Hi Professor, and greetings from a listener in Australia.
Several episodes ago you spoke about a new tax being levied by our Government on big banks.
It may interest you to know that Australia's unique (and terrible) tax arrangements mean the taxpayer will likely pick up the entirety of this new levy, rather than the banks themselves.
Many wealthy Australians take advantage of a system called 'negative gearing', which allows property owners to lose money on their property and then claim the loss on their taxes, vastly slashing their taxable income.
This system is one of the (many) reasons why property ownership for the lower classes in Australia, particularly young people, has become an unattainable dream that the majority have given up on.
Our Governing Liberal Party (who are actually conservative, despite the name!) are staunchly in favour of negative gearing as a policy because their supporters benefit from it (and indeed the electorates with the most negatively geared properties are those of major Liberal politicians and ministers!).
Thanks again for your show. I'm a trade union officer here in Australia, but when America sneezes Australia catches a cold as they say, so I'm always keen to hear sharp, accurate analysis of what's happening over there.
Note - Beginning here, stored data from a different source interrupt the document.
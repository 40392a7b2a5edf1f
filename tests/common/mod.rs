#![allow(dead_code)]

use gambit::{Board, Color, Move, Role, Square};

/// Builds a board from tokens like `Ke1 pd7`, uppercase for White. White is
/// to move and no piece has moved yet.
pub fn setup(pieces: &str) -> Board {
    let mut board = Board::empty();
    for token in pieces.split_whitespace() {
        let mut chars = token.chars();
        let letter = chars.next().expect("piece letter");
        let role = Role::from_char(letter).expect("valid piece letter");
        let color = Color::from_white(letter.is_ascii_uppercase());
        let square: Square = chars.as_str().parse().expect("valid square");
        board.add_piece(color, role, square).expect("empty square");
    }
    board
}

/// Finds the valid move given in coordinate notation, e.g. `e2e4` or `a7a8q`.
pub fn find(board: &mut Board, uci: &str) -> Option<Move> {
    let from: Square = uci[0..2].parse().expect("from square");
    let to: Square = uci[2..4].parse().expect("to square");
    let promotion = uci[4..].chars().next().map(|ch| Role::from_char(ch).expect("promotion"));
    board.find_move(from, to, promotion)
}

pub fn play_line(board: &mut Board, line: &str) {
    for uci in line.split_whitespace() {
        let m = find(board, uci).unwrap_or_else(|| panic!("{uci} is not a valid move"));
        board.play(m).expect("valid move plays");
    }
}

pub fn after(line: &str) -> Board {
    let mut board = Board::new();
    play_line(&mut board, line);
    board
}
//! Count legal move paths.
//!
//! # Examples
//!
//! ```
//! use gambit::{perft, Board};
//!
//! let mut board = Board::new();
//! assert_eq!(perft(&mut board, 1), 20);
//! assert_eq!(perft(&mut board, 2), 400);
//! assert_eq!(perft(&mut board, 3), 8902);
//! ```

use crate::{search::Applied, Board};

/// Counts legal move paths of a given length.
///
/// Paths with mate or stalemate are not counted unless it occurs in the final
/// position. Useful for comparing, testing and debugging move generation
/// correctness and performance.
///
/// Moves are played and taken back on `board`, which ends up unchanged.
pub fn perft(board: &mut Board, depth: u32) -> u64 {
    if depth < 1 {
        1
    } else {
        let moves = board.legal_moves();

        if depth == 1 {
            moves.len() as u64
        } else {
            moves
                .into_iter()
                .map(|m| {
                    let mut child = Applied::new(&mut *board, m);
                    perft(&mut child, depth - 1)
                })
                .sum()
        }
    }
}

/// Like [`perft()`], but also prints the count of each child for debugging.
pub fn debug_perft(board: &mut Board, depth: u32) -> u64 {
    if depth < 1 {
        1
    } else {
        let moves = board.legal_moves();

        moves
            .into_iter()
            .map(|m| {
                let mut child = Applied::new(&mut *board, m);
                let nodes = perft(&mut child, depth - 1);
                println!("{} {}: {}", m, depth - 1, nodes);
                nodes
            })
            .sum()
    }
}

#[cfg(test)]
mod tests {
    use super::*;

    #[test]
    fn test_debug_perft_matches() {
        let mut board = Board::new();
        assert_eq!(debug_perft(&mut board, 2), perft(&mut board, 2));
        assert_eq!(board, Board::new());
    }
}
#![no_main]

use arbitrary::Arbitrary;
use gambit::{Board, Color, Role, Square};
use libfuzzer_sys::fuzz_target;

#[derive(Debug, Arbitrary)]
struct Data {
    pieces: Vec<(Color, Role, Square)>,
}

fuzz_target!(|data: Data| {
    let mut board = Board::empty();
    for (color, role, square) in data.pieces.into_iter().take(8) {
        let _ = board.add_piece(color, role, square);
    }

    let turn = board.turn();
    let legals = board.legal_moves();
    for m in board.possible_moves(turn).collect::<Vec<_>>() {
        assert_eq!(legals.contains(&m), board.is_valid(m));
    }
    for m in legals {
        let before = board.clone();
        board.play(m).expect("legal move plays");
        assert!(!board.check(turn));
        board.undo_move().expect("undo");
        assert_eq!(board, before);
    }
});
Hi Richard, You had an economic update on youtube recently whereby you poked at Warren Buffet for his over-forgiving attitude toward one of the big banks, I think it was Wells-Fargo. He gives a good interview on how he thinks the super rich are actually under taxed here- his opinion is evident within the first few minutes. Could you comment? You're doing great work by the way! Thank you, Stephen (Ireland) https://www.youtube.com/watch?v=WQc0KiAXynY Youtube- Warren Buffet- How to get Wealthy in 2017
Dr. Wolff, I have read several of Resnick's books such as "New Departures in Marxian Theory" as well as attended his (recorded) class in Marxian Economics at Umass-Amherst but, I feel that the concept of dialectics is a potential weakness in my knowledge. Specifically, one of the difficulties I have in "New Departures in Marxian Theory" is the concept of negation when applying overdetermination for practical use. I follow that an overdetermined totality's negation is to find a set of essentialist causes then relate this back to the overdetermined totality and repeat the sequence in order to find contradictions or insights for the development of the relative truth/thought-concrete/theory. What would you recommend as books for understanding dialectical concepts as negation? Considering the radical nature of Marxian epistemology, would I find any use in taking an undergraduate philosophy course over Hegel and Marx?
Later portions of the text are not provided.